The three different methods of DNA quantification which were used in these experiments each had their own advantages and disadvantages. Whilst the wet-weight/dry-weight method was a quick and easy method, it had many disadvantages, as discussed above. In addition to these, the use of a lab scale meant that only very large quantities of DNA could be quantified, as the weight of the DNA must have been large enough to register on the scale. Likewise, the UV spectrophotometry method is a quick and simple method; however the absorbance at 260nm also measured the concentration of RNA and other nucleotides. In addition, an UV spectrophotometer is expensive. The final method used in these experiments was the use of diphenylamine reagent, which also had its merits. As diphenylamine reacts solely with the deoxyribose sugar, the spectrophotometer detected only the DNA, and not other nucleotides; thus giving the most accurate quantification. Furthermore, as the diphenylamine reacted within the visible spectrum, a cheap light spectrophotometer was all that was required. A disadvantage for this method was the labour-intensive, time consuming procedure in which precise pipetting was required when creating the microtitre plate.
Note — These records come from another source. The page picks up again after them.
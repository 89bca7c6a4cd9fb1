//! Default protocol parameters.

use std::time::Duration;

/// Stake required to generate a single ticket.
pub const MINIMUM_STAKE: u128 = 20;

/// [MINIMUM_STAKE] as a command line default.
pub const MINIMUM_STAKE_ARG: &str = "20";

/// Number of blocks tickets may be submitted for after a round starts.
pub const DEFAULT_TICKET_REACTIVE_SUBMISSION_TIMEOUT: u64 = 6;

/// [DEFAULT_TICKET_REACTIVE_SUBMISSION_TIMEOUT] as a command line default.
pub const DEFAULT_TICKET_REACTIVE_SUBMISSION_TIMEOUT_ARG: &str = "6";

/// Number of blocks between the end of ticket submission (or the start of a test run) and the
/// first DKG message.
///
/// Members subscribe to the broadcast channel during this window. Messages sent before a member
/// subscribes are never delivered to it.
pub const DEFAULT_LEAD_BUFFER: u64 = 3;

/// How long to wait for a DKG result to be published once all members have finished.
pub const DEFAULT_RESULT_PUBLICATION_TIMEOUT: Duration = Duration::from_secs(5);

/// Interval between blocks produced by the local chain.
pub const DEFAULT_BLOCK_TIME: Duration = Duration::from_millis(500);
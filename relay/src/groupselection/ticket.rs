use super::Error;
use beacon_chain::{StakerId, TicketProof};
use commonware_cryptography::{sha256::Digest, Hasher, Sha256};
use commonware_utils::hex;
use num_bigint::BigUint;
use std::fmt::{Debug, Display, Formatter};

/// Value of a [Ticket]. Smaller values are more competitive.
#[derive(Clone, Copy, PartialEq, Eq, PartialOrd, Ord, Hash)]
pub struct TicketValue(Digest);

impl TicketValue {
    /// Interpret the value as a big-endian unsigned integer.
    pub fn to_biguint(&self) -> BigUint {
        BigUint::from_bytes_be(self.0.as_ref())
    }
}

impl AsRef<[u8]> for TicketValue {
    fn as_ref(&self) -> &[u8] {
        self.0.as_ref()
    }
}

impl Display for TicketValue {
    fn fmt(&self, f: &mut Formatter<'_>) -> std::fmt::Result {
        write!(f, "{}", hex(self.0.as_ref()))
    }
}

impl Debug for TicketValue {
    fn fmt(&self, f: &mut Formatter<'_>) -> std::fmt::Result {
        Display::fmt(self, f)
    }
}

/// Data required to reproduce a [TicketValue] from a seed.
#[derive(Clone, Copy, Debug, PartialEq, Eq, PartialOrd, Ord, Hash)]
pub struct Proof {
    pub staker_value: StakerId,

    /// Index of the virtual staker (starting at 1).
    pub virtual_staker_index: u32,
}

/// Bid for group membership.
///
/// Tickets order by value first.
#[derive(Clone, Copy, Debug, PartialEq, Eq, PartialOrd, Ord, Hash)]
pub struct Ticket {
    pub value: TicketValue,
    pub proof: Proof,
}

impl Ticket {
    /// Derive the ticket of `staker`'s virtual staker `index` for `seed`.
    pub fn new(seed: &[u8], staker: StakerId, index: u32) -> Self {
        let mut hasher = Sha256::new();
        hasher.update(seed);
        hasher.update(staker.as_ref());
        hasher.update(&index.to_be_bytes());
        Self {
            value: TicketValue(hasher.finalize()),
            proof: Proof {
                staker_value: staker,
                virtual_staker_index: index,
            },
        }
    }

    /// Return whether the value of the ticket was derived from `seed`.
    pub fn verify(&self, seed: &[u8]) -> bool {
        let expected = Self::new(seed, self.proof.staker_value, self.proof.virtual_staker_index);
        expected.value == self.value
    }
}

impl From<&Ticket> for beacon_chain::Ticket {
    fn from(ticket: &Ticket) -> Self {
        Self {
            value: ticket.value.to_biguint(),
            proof: TicketProof {
                staker_value: ticket.proof.staker_value.to_value(),
                virtual_staker_index: ticket.proof.virtual_staker_index,
            },
        }
    }
}

/// Generate all tickets `staker` may submit for `seed`, most competitive first.
///
/// `staker` controls one virtual staker per full `minimum_stake` in `available_stake`.
pub fn generate_tickets(
    seed: &[u8],
    staker: StakerId,
    available_stake: u128,
    minimum_stake: u128,
) -> Result<Vec<Ticket>, Error> {
    if minimum_stake == 0 {
        return Err(Error::InvalidMinimumStake);
    }
    if available_stake < minimum_stake {
        return Err(Error::InsufficientStake(available_stake, minimum_stake));
    }
    let virtual_stakers = available_stake / minimum_stake;
    let virtual_stakers =
        u32::try_from(virtual_stakers).map_err(|_| Error::TooManyVirtualStakers(virtual_stakers))?;

    let mut tickets: Vec<Ticket> = (1..=virtual_stakers)
        .map(|index| Ticket::new(seed, staker, index))
        .collect();
    tickets.sort();
    Ok(tickets)
}

#[cfg(test)]
mod tests {
    use super::*;

    const SEED: &[u8] = b"entry";

    fn staker() -> StakerId {
        StakerId::new([7; beacon_chain::STAKER_ID_LENGTH])
    }

    #[test]
    fn test_generate_tickets() {
        let tickets = generate_tickets(SEED, staker(), 100, 20).unwrap();
        assert_eq!(tickets.len(), 5);
        assert!(tickets.windows(2).all(|pair| pair[0].value < pair[1].value));
        let mut indices: Vec<u32> = tickets
            .iter()
            .map(|ticket| ticket.proof.virtual_staker_index)
            .collect();
        indices.sort();
        assert_eq!(indices, vec![1, 2, 3, 4, 5]);
        assert!(tickets.iter().all(|ticket| ticket.verify(SEED)));
    }

    #[test]
    fn test_partial_stake_ignored() {
        let tickets = generate_tickets(SEED, staker(), 59, 20).unwrap();
        assert_eq!(tickets.len(), 2);
    }

    #[test]
    fn test_insufficient_stake() {
        assert_eq!(
            generate_tickets(SEED, staker(), 10, 20),
            Err(Error::InsufficientStake(10, 20))
        );
        assert_eq!(
            generate_tickets(SEED, staker(), 10, 0),
            Err(Error::InvalidMinimumStake)
        );
    }

    #[test]
    fn test_too_many_virtual_stakers() {
        let stake = u128::from(u32::MAX) + 1;
        assert_eq!(
            generate_tickets(SEED, staker(), stake, 1),
            Err(Error::TooManyVirtualStakers(stake))
        );
    }

    #[test]
    fn test_verify_rejects_other_seed() {
        let ticket = Ticket::new(SEED, staker(), 1);
        assert!(ticket.verify(SEED));
        assert!(!ticket.verify(b"other"));

        let mut forged = ticket;
        forged.proof.virtual_staker_index = 2;
        assert!(!forged.verify(SEED));
    }

    #[test]
    fn test_wire_form() {
        let ticket = Ticket::new(SEED, staker(), 3);
        let wire = beacon_chain::Ticket::from(&ticket);
        assert_eq!(wire.value, BigUint::from_bytes_be(ticket.value.as_ref()));
        assert_eq!(
            StakerId::from_value(&wire.proof.staker_value),
            Some(staker())
        );
        assert_eq!(wire.proof.virtual_staker_index, 3);
    }
}
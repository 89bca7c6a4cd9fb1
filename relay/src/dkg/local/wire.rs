use beacon_chain::{MemberIndex, Signature};
use commonware_cryptography::sha256::Digest;

const COMMITMENT_PREFIX: &[u8] = b"commitment";

/// Message broadcast by members of a local run.
#[derive(Clone, Debug, PartialEq, Eq)]
pub enum Message {
    Commitment(Commitment),
    ResultSignature(ResultSignature),
}

impl Message {
    pub fn seed(&self) -> u64 {
        match self {
            Self::Commitment(commitment) => commitment.seed,
            Self::ResultSignature(signature) => signature.seed,
        }
    }

    pub fn member(&self) -> MemberIndex {
        match self {
            Self::Commitment(commitment) => commitment.member,
            Self::ResultSignature(signature) => signature.member,
        }
    }
}

/// Commitment of a member to its secret.
#[derive(Clone, Debug, PartialEq, Eq)]
pub struct Commitment {
    pub seed: u64,
    pub member: MemberIndex,
    pub commitment: Digest,

    /// Signature over [Commitment::payload].
    pub signature: Signature,
}

impl Commitment {
    /// Bytes signed by the sender of a commitment.
    pub fn payload(seed: u64, member: MemberIndex, commitment: &Digest) -> Vec<u8> {
        let mut payload = Vec::with_capacity(COMMITMENT_PREFIX.len() + 8 + 4 + 32);
        payload.extend_from_slice(COMMITMENT_PREFIX);
        payload.extend_from_slice(&seed.to_be_bytes());
        payload.extend_from_slice(&member.to_be_bytes());
        payload.extend_from_slice(commitment.as_ref());
        payload
    }
}

/// Support of a member for a DKG result.
#[derive(Clone, Debug, PartialEq, Eq)]
pub struct ResultSignature {
    pub seed: u64,
    pub member: MemberIndex,

    /// Digest of the supported [beacon_chain::DkgResult].
    pub digest: Digest,

    /// Signature over `digest`, as verified by the chain.
    pub signature: Signature,
}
In addition, the handling of hot acids and use of other dangerous chemicals could have lead to a laboratory hazard if precautionary steps were not adhered to.
The use of UV and light spectrophotometry has been used to quantify DNA in other experiments, such as the one explained within the journal article ‘Comparison of fluorometric and spectrophotometric DNA quantification for real-time quantitative PCR of degraded DNA’ (Shokere, Holden & Jenkins 2009). As explained within the article, DNA was quantified using a spectrophotometry machine at 260nm, and by using flourometry. The results from this experiment concluded that the flourometry method provided a more accurate quantification of the DNA; similarly in our laboratory experiments, it was concluded that the diphenylamine method was the most accurate method of quantification. In accordance to the experiment explained within this article and many similar experiments in other journal articles, our results are reflective of the ones which have been obtained within these experiments, thus seem to be valid.
In conclusion, the diphenylamine method of quantification was regarded as being the most accurate method due to the use of the deoxyribose-specific reagent. The A260nm method and the wet-weight/dry-weight method were considered inaccurate as the quantified amount included the concentration of RNA and other free nucleotides. In addition, the presence of ethanol in the latter method lead to further inaccuracies when calculating the concentration from the wet weight. As our results and conclusions were consistent with other scientific literature, the experiments’ results were regarded as legitimate.